Model Analisis Wacana Kritis
Model Analisis
Wacana Kritis berpandangan wacana dapat dimanipulasi oleh kelompok dominan atau
kelas yang berkuasa dalam masyarakat untuk memperbesar kekuasaannya (Eriyanto,
2001: 342). Dan, telah banyak pakar komunikasi yang mengembangkan Analisis
Wacana Kritis tersebut.
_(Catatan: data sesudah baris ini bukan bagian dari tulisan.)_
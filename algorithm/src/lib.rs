// SPDX-FileCopyrightText: 2025 All contributors
//
// SPDX-License-Identifier: GPL-2.0-or-later

//! Scoring algorithms for cross-country flights.
//!
//! The score of a flight is the great-circle distance between the two track
//! points that lie farthest apart, plus the bonus points of all entered
//! bonus zones, times the summed multiplier of all entered multiplier zones:
//!
//! ```text
//! total = (max_distance_km + bonus_total) * multiplier
//! ```
//!
//! All functions in this crate are pure. They only read the track and the
//! zones and never fail; degenerate input yields a defined result.

pub mod bonus;
pub mod distance;
pub mod farthest_pair;
pub mod score;

pub use bonus::{BonusOutcome, evaluate_bonuses};
pub use distance::{EARTH_RADIUS_KM, distance};
pub use farthest_pair::{FarthestPair, farthest_pair, farthest_pair_auto, farthest_pair_parallel};
pub use score::{ScoringOptions, aggregate, score_flight, score_flight_with};

#[cfg(test)]
mod tests;
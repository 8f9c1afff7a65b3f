use crate::bonus::{BonusOutcome, evaluate_bonuses};
use common::bonus::BonusKind;
use common::position::Point;
use common::test_helper::flight::{get_bonus_zones, get_track, zone};

#[test]
fn no_zones_yield_neutral_outcome() {
    let outcome = evaluate_bonuses(&get_track(), &[]);
    assert_eq!(outcome, BonusOutcome::default());
    assert_eq!(outcome.bonus_total, 0.0);
    assert_eq!(outcome.multiplier, 1.0);
}

#[test_log::test]
fn entered_points_zone_adds_its_amount() {
    let zones = vec![zone(BonusKind::PointsBonus, 20.0, 46.1, 8.1, 1.0)];
    let outcome = evaluate_bonuses(&get_track(), &zones);
    assert_eq!(outcome.bonus_total, 20.0);
    assert_eq!(outcome.multiplier, 1.0);
}

#[test_log::test]
fn entered_multiplier_zone_raises_the_multiplier() {
    let zones = vec![
        zone(BonusKind::PointsBonus, 20.0, 46.1, 8.1, 1.0),
        zone(BonusKind::MultiplierBonus, 0.5, 46.2, 8.3, 0.5),
    ];
    let outcome = evaluate_bonuses(&get_track(), &zones);
    assert_eq!(outcome.bonus_total, 20.0);
    assert_eq!(outcome.multiplier, 1.5);
}

#[test]
fn zone_never_entered_contributes_nothing() {
    let zones = vec![
        zone(BonusKind::PointsBonus, 50.0, 47.0, 9.0, 5.0),
        zone(BonusKind::MultiplierBonus, 2.0, -10.0, 120.0, 100.0),
    ];
    assert_eq!(
        evaluate_bonuses(&get_track(), &zones),
        BonusOutcome::default()
    );
}

#[test]
fn zone_triggers_only_once() {
    // Every point of this track lies inside the zone.
    let track = vec![Point::new(46.0, 8.0); 10];
    let zones = vec![zone(BonusKind::PointsBonus, 5.0, 46.0, 8.0, 1.0)];
    assert_eq!(evaluate_bonuses(&track, &zones).bonus_total, 5.0);
}

#[test]
fn point_on_the_border_counts_as_inside() {
    let center = Point::new(0.0, 0.0);
    let point = Point::new(0.0, 1.0);
    let radius = crate::distance(&center, &point);
    let zones = vec![zone(BonusKind::MultiplierBonus, 0.25, 0.0, 0.0, radius)];
    assert_eq!(evaluate_bonuses(&[point], &zones).multiplier, 1.25);
}

#[test]
fn zones_are_independent_of_their_order() {
    let mut zones = get_bonus_zones();
    let forward = evaluate_bonuses(&get_track(), &zones);
    zones.reverse();
    let backward = evaluate_bonuses(&get_track(), &zones);
    assert_eq!(forward, backward);
    assert_eq!(forward.bonus_total, 20.0);
    assert_eq!(forward.multiplier, 1.5);
}

#[test]
fn same_zone_twice_counts_twice() {
    let entered = zone(BonusKind::PointsBonus, 20.0, 46.1, 8.1, 1.0);
    let outcome = evaluate_bonuses(&get_track(), &[entered, entered]);
    assert_eq!(outcome.bonus_total, 40.0);
}

#[test]
fn empty_track_enters_no_zone() {
    assert_eq!(
        evaluate_bonuses(&[], &get_bonus_zones()),
        BonusOutcome::default()
    );
}
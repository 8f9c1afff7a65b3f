mod test_bonus;
mod test_distance;
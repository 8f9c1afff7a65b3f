mod test_bonus;
mod test_three_decimals;
//! Commit-hook engine configuration.

use serde::{Deserialize, Serialize};

use crate::types::SubscriberMode;

/// Defaults applied to subscribers and to the transaction boundary.
#[derive(Debug, Clone, Serialize, Deserialize)]
pub struct HookConfig {
    /// Mode used when a subscriber is created without an explicit mode.
    #[serde(default)]
    pub default_mode: SubscriberMode,
    /// Priority used when a subscriber is created without an explicit one.
    #[serde(default)]
    pub default_priority: i32,
    /// Whether panics raised by subscriber callbacks are caught during fan-out.
    #[serde(default = "default_true")]
    pub catch_panics: bool,
}

impl Default for HookConfig {
    fn default() -> Self {
        Self {
            default_mode: SubscriberMode::default(),
            default_priority: 0,
            catch_panics: true,
        }
    }
}

fn default_true() -> bool {
    true
}
use txhooks_core::error::{AppError, ErrorKind};
use txhooks_core::result::AppResult;
use txhooks_core::traits::Transaction;
use txhooks_core::types::SubscriberMode;

use super::Subscriber;
use super::executor::ItemExecutor;
use super::options::SubscriberOptions;
use super::queue::WorkQueue;
use crate::boundary::panic_message;
use crate::registry::SubscriberRegistry;

// Subscribers whose commit is running on the current task.
tokio::task_local! {
    static ACTIVE_DISPATCH: Vec<usize>;
}

/// Mode and pending items, guarded together so a mode switch and a push
/// never observe each other half-way.
struct SubscriberState<T> {
    mode: SubscriberMode,
    queue: WorkQueue<T>,
}

/// A [`Subscriber`] driving an [`ItemExecutor`].
///
/// In [`SubscriberMode::Synchronous`] every [`push`](Self::push) runs the
/// executor right away and returns its output. In [`SubscriberMode::Queued`]
/// pushes are buffered; [`commit`](Subscriber::commit) runs them in FIFO
/// order and [`abort`](Subscriber::abort) drops them.
///
/// Item failures during commit, including panics, are logged and skipped,
/// so one bad item never prevents the rest of the queue from running.
pub struct QueuedSubscriber<E: ItemExecutor> {
    name: String,
    executor: E,
    state: Mutex<SubscriberState<E::Item>>,
    enabled: AtomicBool,
}

impl<E: ItemExecutor> std::fmt::Debug for QueuedSubscriber<E> {
    fn fmt(&self, f: &mut std::fmt::Formatter<'_>) -> std::fmt::Result {
        f.debug_struct("QueuedSubscriber")
            .field("name", &self.name)
            .field("enabled", &self.enabled.load(Ordering::SeqCst))
            .finish()
    }
}
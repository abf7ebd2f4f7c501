//! Outcome of one subscriber fan-out.

use std::fmt;

use chrono::{DateTime, Utc};
use serde::Serialize;

use txhooks_core::types::TransactionId;

/// Which lifecycle method a fan-out invoked.
#[derive(Debug, Clone, Copy, PartialEq, Eq, Hash, Serialize)]
#[serde(rename_all = "snake_case")]
pub enum DispatchPhase {
    /// `Subscriber::commit`.
    Commit,
    /// `Subscriber::abort`.
    Abort,
}

impl DispatchPhase {
    /// Returns the string name of this phase.
    pub fn as_str(&self) -> &'static str {
        match self {
            Self::Commit => "commit",
            Self::Abort => "abort",
        }
    }
}

impl fmt::Display for DispatchPhase {
    fn fmt(&self, f: &mut fmt::Formatter<'_>) -> fmt::Result {
        f.write_str(self.as_str())
    }
}

/// A subscriber callback that failed during fan-out.
#[derive(Debug, Clone, Serialize)]
pub struct HookFailure {
    /// Name of the failing subscriber.
    pub subscriber: String,
    /// Error message, or the panic message.
    pub message: String,
    /// Whether the callback panicked rather than returning an error.
    pub panicked: bool,
}

/// Aggregated result of dispatching one phase to all enabled subscribers.
#[derive(Debug, Clone, Serialize)]
pub struct DispatchReport {
    /// Phase that was dispatched.
    pub phase: DispatchPhase,
    /// Transaction the fan-out ran for.
    pub transaction_id: TransactionId,
    /// Subscribers invoked, in dispatch order.
    pub visited: Vec<String>,
    /// Callbacks that returned an error or panicked.
    pub failures: Vec<HookFailure>,
    /// When the fan-out started.
    pub started_at: DateTime<Utc>,
}

impl DispatchReport {
    /// Creates an empty report for a fan-out starting now.
    pub fn new(phase: DispatchPhase, transaction_id: TransactionId) -> Self {
        Self {
            phase,
            transaction_id,
            visited: Vec::new(),
            failures: Vec::new(),
            started_at: Utc::now(),
        }
    }

    /// Returns `true` if no subscriber failed.
    pub fn is_clean(&self) -> bool {
        self.failures.is_empty()
    }

    /// Returns `true` if the fan-out found no enabled subscriber.
    pub fn is_empty(&self) -> bool {
        self.visited.is_empty()
    }
}
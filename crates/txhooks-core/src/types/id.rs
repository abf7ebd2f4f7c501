//! Newtype wrappers around [`uuid::Uuid`] for identifiers.
//!
//! Using distinct types keeps a transaction identifier from being confused
//! with any other UUID flowing through log fields or reports.

use std::fmt;
use std::str::FromStr;

use serde::{Deserialize, Serialize};
use uuid::Uuid;

/// Macro to define a newtype ID wrapper around `Uuid`.
macro_rules! define_id {
    (
        $(#[$meta:meta])*
        $name:ident
    ) => {
        $(#[$meta])*
        #[derive(Debug, Clone, Copy, PartialEq, Eq, Hash, Serialize, Deserialize)]
        #[serde(transparent)]
        pub struct $name(pub Uuid);

        impl $name {
            /// Create a new random identifier.
            pub fn new() -> Self {
                Self(Uuid::new_v4())
            }

            /// Create an identifier from an existing UUID.
            pub fn from_uuid(uuid: Uuid) -> Self {
                Self(uuid)
            }

            /// Return the inner UUID value.
            pub fn into_uuid(self) -> Uuid {
                self.0
            }
        }

        impl Default for $name {
            fn default() -> Self {
                Self::new()
            }
        }

        impl fmt::Display for $name {
            fn fmt(&self, f: &mut fmt::Formatter<'_>) -> fmt::Result {
                write!(f, "{}", self.0)
            }
        }

        impl FromStr for $name {
            type Err = uuid::Error;

            fn from_str(s: &str) -> Result<Self, Self::Err> {
                Uuid::parse_str(s).map(Self)
            }
        }

        impl From<Uuid> for $name {
            fn from(uuid: Uuid) -> Self {
                Self(uuid)
            }
        }
    };
}

define_id!(
    /// Unique identifier for a host transaction.
    TransactionId
);
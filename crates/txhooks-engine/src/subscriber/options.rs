//! Construction options for subscribers.

use serde::{Deserialize, Serialize};

use txhooks_core::config::hooks::HookConfig;
use txhooks_core::types::SubscriberMode;

/// Name, priority, initial mode and enabled flag for a new subscriber.
#[derive(Debug, Clone, Serialize, Deserialize)]
pub struct SubscriberOptions {
    /// Name used in logs and dispatch reports.
    pub name: String,
    /// Dispatch priority (lower = runs first).
    pub priority: i32,
    /// Initial mode.
    pub mode: SubscriberMode,
    /// Whether the subscriber starts enabled.
    pub enabled: bool,
}

impl SubscriberOptions {
    /// Options with priority 0, queued mode, enabled.
    pub fn new(name: impl Into<String>) -> Self {
        Self {
            name: name.into(),
            priority: 0,
            mode: SubscriberMode::default(),
            enabled: true,
        }
    }

    /// Options seeded from the configured defaults.
    pub fn from_config(name: impl Into<String>, config: &HookConfig) -> Self {
        Self {
            name: name.into(),
            priority: config.default_priority,
            mode: config.default_mode,
            enabled: true,
        }
    }

    /// Sets the dispatch priority.
    pub fn with_priority(mut self, priority: i32) -> Self {
        self.priority = priority;
        self
    }

    /// Sets the initial mode.
    pub fn with_mode(mut self, mode: SubscriberMode) -> Self {
        self.mode = mode;
        self
    }

    /// Starts the subscriber disabled.
    pub fn disabled(mut self) -> Self {
        self.enabled = false;
        self
    }
}
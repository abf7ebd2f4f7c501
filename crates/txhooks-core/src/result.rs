//! Convenience result type alias for txhooks.

use crate::error::AppError;

/// A specialized `Result` type for txhooks operations.
///
/// This is defined as a convenience so that every crate does not need to
/// write `Result<T, AppError>` explicitly.
pub type AppResult<T> = Result<T, AppError>;
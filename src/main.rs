//! txhooks demo: wires a registry, two subscribers and a hooked host
//! transaction together and runs one commit cycle.

use std::sync::Arc;

use tracing_subscriber::{EnvFilter, fmt};

use txhooks_core::config::AppConfig;
use txhooks_engine::prelude::*;

#[tokio::main]
async fn main() {
    let config = match load_configuration() {
        Ok(c) => c,
        Err(e) => {
            eprintln!("Failed to load configuration: {}", e);
            std::process::exit(1);
        }
    };

    init_logging(&config);

    if let Err(e) = run(config).await {
        tracing::error!("Demo failed: {}", e);
        std::process::exit(1);
    }
}

/// Load configuration from file and environment
fn load_configuration() -> Result<AppConfig, AppError> {
    let env = std::env::var("TXHOOKS_ENV").unwrap_or_else(|_| "development".to_string());
    AppConfig::load(&env)
}

/// Initialize tracing/logging
fn init_logging(config: &AppConfig) {
    let filter =
        EnvFilter::try_from_default_env().unwrap_or_else(|_| EnvFilter::new(&config.logging.level));

    match config.logging.format.as_str() {
        "json" => {
            fmt()
                .json()
                .with_env_filter(filter)
                .with_target(true)
                .with_thread_ids(true)
                .init();
        }
        _ => {
            fmt()
                .pretty()
                .with_env_filter(filter)
                .with_target(true)
                .init();
        }
    }
}

/// In-process stand-in for a host transaction.
#[derive(Debug)]
struct DemoTransaction {
    id: TransactionId,
}

#[async_trait]
impl Transaction for DemoTransaction {
    fn id(&self) -> TransactionId {
        self.id
    }

    async fn commit(&self, subtransaction: bool) -> AppResult<()> {
        tracing::info!(transaction_id = %self.id, subtransaction, "Host commit");
        Ok(())
    }

    async fn abort(&self, subtransaction: bool) -> AppResult<()> {
        tracing::info!(transaction_id = %self.id, subtransaction, "Host abort");
        Ok(())
    }
}

fn effect(subscriber: &'static str) -> FnExecutor<String, ()> {
    FnExecutor::from_fn(move |item: String| {
        tracing::info!(subscriber, item = %item, "Executing item");
        Ok(())
    })
}

/// Runs the logger/indexer scenario against one hooked transaction.
async fn run(config: AppConfig) -> Result<(), AppError> {
    tracing::info!("Starting txhooks demo v{}", env!("CARGO_PKG_VERSION"));

    let registry = Arc::new(SubscriberRegistry::new());

    let logger = QueuedSubscriber::register(
        &registry,
        effect("logger"),
        SubscriberOptions::from_config("logger", &config.hooks)
            .with_priority(1)
            .with_mode(SubscriberMode::Queued),
    )
    .await?;
    let indexer = QueuedSubscriber::register(
        &registry,
        effect("indexer"),
        SubscriberOptions::from_config("indexer", &config.hooks)
            .with_priority(2)
            .with_mode(SubscriberMode::Synchronous),
    )
    .await?;

    let host = Arc::new(DemoTransaction {
        id: TransactionId::new(),
    });
    let transaction = TransactionBoundary::install(host, registry.clone(), &config.hooks);

    indexer.push("X".to_string()).await?;
    logger.push("Y".to_string()).await?;
    logger.push("Z".to_string()).await?;

    transaction.commit(true).await?;
    tracing::info!(pending = logger.pending().await, "Sub-transaction committed");

    transaction.commit(false).await?;
    tracing::info!(pending = logger.pending().await, "Transaction committed");

    Ok(())
}
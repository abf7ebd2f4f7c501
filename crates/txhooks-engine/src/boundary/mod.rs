//! Transaction boundary. Interposes subscriber fan-out on a host
//! transaction's top-level commit and abort.
//!
//! For a top-level `commit(false)`:
//! - Enabled subscribers are snapshotted from the registry.
//! - Each one's `commit` runs in dispatch order, before the host commits.
//! - Failures (errors or panics) are logged and recorded, never returned.
//! - The host commit always runs afterwards; its result is returned.
//!
//! `abort(false)` is symmetric. Sub-transaction calls go straight to the host.

pub mod report;
pub mod state;

use std::any::Any;
use std::panic::AssertUnwindSafe;
use std::sync::{Arc, Mutex, MutexGuard, PoisonError};

use async_trait::async_trait;
use futures::FutureExt;
use tracing::{debug, error, info, warn};

use txhooks_core::config::hooks::HookConfig;
use txhooks_core::error::AppError;
use txhooks_core::result::AppResult;
use txhooks_core::traits::Transaction;
use txhooks_core::types::TransactionId;

use self::report::{DispatchPhase, DispatchReport, HookFailure};
use self::state::TransactionState;
use crate::registry::SubscriberRegistry;

/// Wraps a host [`Transaction`] so top-level commit/abort notify every
/// enabled subscriber first.
#[derive(Debug)]
pub struct TransactionBoundary {
    /// The wrapped host transaction.
    inner: Arc<dyn Transaction>,
    /// Registry consulted at each top-level commit/abort.
    registry: Arc<SubscriberRegistry>,
    /// Whether subscriber panics are caught.
    catch_panics: bool,
    /// Current cycle state.
    state: Mutex<TransactionState>,
    /// Report of the most recent fan-out.
    last_report: Mutex<Option<DispatchReport>>,
}

/// Returns the boundary to `Open` if a cycle is abandoned mid-way
/// (host panic or dropped future).
struct CycleGuard<'a> {
    state: &'a Mutex<TransactionState>,
    settled: bool,
}

impl CycleGuard<'_> {
    fn settle(mut self, next: TransactionState) {
        *lock(self.state) = next;
        self.settled = true;
    }
}

impl Drop for CycleGuard<'_> {
    fn drop(&mut self) {
        if !self.settled {
            *lock(self.state) = TransactionState::Open;
        }
    }
}

impl TransactionBoundary {
    /// Wraps `inner` with subscriber fan-out.
    ///
    /// Fails with `InvalidState` if `inner` is already hooked; use
    /// [`install`](Self::install) for an idempotent variant.
    pub fn new(inner: Arc<dyn Transaction>, registry: Arc<SubscriberRegistry>) -> AppResult<Self> {
        if inner.is_hooked() {
            return Err(AppError::invalid_state(format!(
                "Transaction {} already has commit hooks installed",
                inner.id()
            )));
        }

        Ok(Self {
            inner,
            registry,
            catch_panics: true,
            state: Mutex::new(TransactionState::Open),
            last_report: Mutex::new(None),
        })
    }

    /// Wraps `inner` using the configured boundary settings.
    pub fn from_config(
        inner: Arc<dyn Transaction>,
        registry: Arc<SubscriberRegistry>,
        config: &HookConfig,
    ) -> AppResult<Self> {
        Ok(Self::new(inner, registry)?.with_catch_panics(config.catch_panics))
    }

    /// Sets whether subscriber panics are caught during fan-out.
    pub fn with_catch_panics(mut self, catch_panics: bool) -> Self {
        self.catch_panics = catch_panics;
        self
    }

    /// Installs commit hooks on `inner`.
    ///
    /// Installing on a transaction that is already hooked returns it
    /// unchanged, so repeated initialization never stacks wrappers.
    pub fn install(
        inner: Arc<dyn Transaction>,
        registry: Arc<SubscriberRegistry>,
        config: &HookConfig,
    ) -> Arc<dyn Transaction> {
        if inner.is_hooked() {
            debug!(transaction_id = %inner.id(), "Commit hooks already installed");
            return inner;
        }

        info!(transaction_id = %inner.id(), "Installing commit hooks");
        Arc::new(Self {
            inner,
            registry,
            catch_panics: config.catch_panics,
            state: Mutex::new(TransactionState::Open),
            last_report: Mutex::new(None),
        })
    }

    /// Returns the current cycle state.
    pub fn state(&self) -> TransactionState {
        *lock(&self.state)
    }

    /// Reopens the transaction for a new cycle.
    ///
    /// Fails with `InvalidState` while a fan-out is running.
    pub fn begin(&self) -> AppResult<()> {
        let mut state = lock(&self.state);
        if state.is_transient() {
            return Err(AppError::invalid_state(format!(
                "Cannot begin a new cycle while {}",
                *state
            )));
        }
        *state = TransactionState::Open;
        Ok(())
    }

    /// Returns the report of the most recent top-level fan-out.
    pub fn last_report(&self) -> Option<DispatchReport> {
        lock(&self.last_report).clone()
    }

    /// Returns the wrapped host transaction.
    pub fn inner(&self) -> &Arc<dyn Transaction> {
        &self.inner
    }

    /// Returns the subscriber registry.
    pub fn registry(&self) -> &Arc<SubscriberRegistry> {
        &self.registry
    }

    /// Moves into a transient state, rejecting re-entry from inside a fan-out.
    fn enter(&self, next: TransactionState) -> AppResult<CycleGuard<'_>> {
        let mut state = lock(&self.state);
        if state.is_transient() {
            return Err(AppError::invalid_state(format!(
                "Transaction {} is already {}; nested top-level {} rejected",
                self.inner.id(),
                *state,
                next
            )));
        }
        *state = next;

        Ok(CycleGuard {
            state: &self.state,
            settled: false,
        })
    }

    /// Invokes `phase` on every enabled subscriber in dispatch order.
    async fn fan_out(&self, phase: DispatchPhase) -> DispatchReport {
        let transaction = self.inner.as_ref();
        let mut report = DispatchReport::new(phase, transaction.id());
        let subscribers = self.registry.list_enabled().await;

        if subscribers.is_empty() {
            debug!(
                transaction_id = %report.transaction_id,
                phase = %phase,
                "No enabled subscribers, skipping fan-out"
            );
            *lock(&self.last_report) = Some(report.clone());
            return report;
        }

        debug!(
            transaction_id = %report.transaction_id,
            phase = %phase,
            subscriber_count = subscribers.len(),
            "Dispatching to subscribers"
        );

        for subscriber in &subscribers {
            report.visited.push(subscriber.name().to_string());

            let call = async {
                match phase {
                    DispatchPhase::Commit => subscriber.commit(transaction).await,
                    DispatchPhase::Abort => subscriber.abort(transaction).await,
                }
            };

            let outcome = if self.catch_panics {
                AssertUnwindSafe(call).catch_unwind().await
            } else {
                Ok(call.await)
            };

            match outcome {
                Ok(Ok(())) => {}
                Ok(Err(e)) => {
                    error!(
                        transaction_id = %report.transaction_id,
                        phase = %phase,
                        subscriber = %subscriber.name(),
                        error = %e,
                        "Subscriber failed, continuing"
                    );
                    report.failures.push(HookFailure {
                        subscriber: subscriber.name().to_string(),
                        message: e.to_string(),
                        panicked: false,
                    });
                }
                Err(panic) => {
                    let message = panic_message(panic.as_ref());
                    error!(
                        transaction_id = %report.transaction_id,
                        phase = %phase,
                        subscriber = %subscriber.name(),
                        panic = %message,
                        "Subscriber panicked, continuing"
                    );
                    report.failures.push(HookFailure {
                        subscriber: subscriber.name().to_string(),
                        message,
                        panicked: true,
                    });
                }
            }
        }

        if !report.is_clean() {
            warn!(
                transaction_id = %report.transaction_id,
                phase = %phase,
                failures = report.failures.len(),
                "Fan-out completed with failures"
            );
        }

        *lock(&self.last_report) = Some(report.clone());
        report
    }
}

#[async_trait]
impl Transaction for TransactionBoundary {
    fn id(&self) -> TransactionId {
        self.inner.id()
    }

    async fn commit(&self, subtransaction: bool) -> AppResult<()> {
        if subtransaction {
            debug!(transaction_id = %self.id(), "Sub-transaction commit, hooks not fired");
            return self.inner.commit(true).await;
        }

        let cycle = self.enter(TransactionState::Committing)?;
        self.fan_out(DispatchPhase::Commit).await;

        let result = self.inner.commit(false).await;
        match &result {
            Ok(()) => cycle.settle(TransactionState::Committed),
            Err(e) => {
                warn!(transaction_id = %self.id(), error = %e, "Host commit failed");
                cycle.settle(TransactionState::Open);
            }
        }
        result
    }

    async fn abort(&self, subtransaction: bool) -> AppResult<()> {
        if subtransaction {
            debug!(transaction_id = %self.id(), "Sub-transaction abort, hooks not fired");
            return self.inner.abort(true).await;
        }

        let cycle = self.enter(TransactionState::Aborting)?;
        self.fan_out(DispatchPhase::Abort).await;

        let result = self.inner.abort(false).await;
        match &result {
            Ok(()) => cycle.settle(TransactionState::Aborted),
            Err(e) => {
                warn!(transaction_id = %self.id(), error = %e, "Host abort failed");
                cycle.settle(TransactionState::Open);
            }
        }
        result
    }

    fn is_hooked(&self) -> bool {
        true
    }
}

fn lock<T>(mutex: &Mutex<T>) -> MutexGuard<'_, T> {
    mutex.lock().unwrap_or_else(PoisonError::into_inner)
}

pub(crate) fn panic_message(panic: &(dyn Any + Send)) -> String {
    if let Some(message) = panic.downcast_ref::<&str>() {
        (*message).to_string()
    } else if let Some(message) = panic.downcast_ref::<String>() {
        message.clone()
    } else {
        "non-string panic payload".to_string()
    }
}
Berikut ini karakteristik penting dari analisis wacana
kritis dari tulisan Teun A. Van Dijk, Norman Fairclough dan Wodak: 1) Tindakan,
wacana dipahami sebagai sebuah tindakan (action);
2) Konteks, analisis wacana kritis mempertimbangkan aspek konteks dari wacana
seperti latar, situasi, peristiwa dan kondisi; 3) Historis, wacana diproduksi
dalam konteks tertentu dan tidak dapat dimengerti tanpa menyertakan konteks
yang menyertainya; 4) Kekuasaan, analisis wacana kritis juga mempertimbangkan
elemen dalam analisisnya; 5) Ideologi juga konsep yang sentral dalam analisis
wacana yang bersifat kritis.
3. Semiotika
Semiotika
berasal dari bahasa Yunani, semeion
yang berarti “tanda” atau seme, yang
berarti “penafsiran tanda”. Semiotika adalah ilmu tentang tanda. Secara
terminologis, semiotika dapat diidentifikasi sebagai ilmu yang mempelajari
sederetan luas objek-objek, peristiwa-peristiwa, seluruh kebudayaan sebagai
tanda (Wibowo, 2013: 7). Roland Barthes berpendapat, bahwa bahasa adalah sebuah
sistem tanda yang mencerminkan asumsi-asumsi dari suatu masyarakat tertentu
dalam waktu tertentu (Sobur, 2004: 63). Semiotika terdiri makna denotasi (tersurat), konotasi (tersirat)
dan mitos.
4. Analisis
Naratif
Analisis
naratif membongkar fungsi dari masing-masing karakter dalam teks, kemudian
menyatakan wacana apa yang terkandung dalam teks tersebut (Stokes, 2003). Analisis
naratif sering dipakai untuk membongkar ideologi yang terkandung dalam sebuah karya
(dalam Stokes, 2003). Salah satu pendekatan kunci analisis naratif bersumber
dari karya Vladimir Propp, Morphology of the Folk Tale (1968). Propp
mempelajari dongeng lokal (folk tale) di Rusia pada akhir abad ke-19 dan
awal abad ke-20. Ia mengeksplorasi unsur-unsur pokok dalam dongeng-dongeng
kemudian menemukan kesamaan-kesamaan yang menonjol dalam struktur serangkaian
kisah (Stokes, 2003).
Semua
dongeng ternyata memiliki unsur-unsur yang sama yang dilabeli Propp sebagai
“fungsi-fungsi” (functions). Fungsi ditunjukkan oleh masing-masing
karakter dalam sebuah narasi. Propp mensyaratkan identifikasi karakter-karakter
kunci dan klasifikasi karakter-karakter berdasarkan skema Proop, misalnya
Pahlawan (Hero), yakni siapapun yang memenangkan pertarungan dan
menyelamatkan sang putri; Putri (Princess) yakni siapapun yang
diselamatkan oleh Pahlawan; atau Donor, yakni siapapun yang memberi sesuatu
pada Pahlawan yang berguna untuk menyelesaikan tugasnya (Stokes, 2003).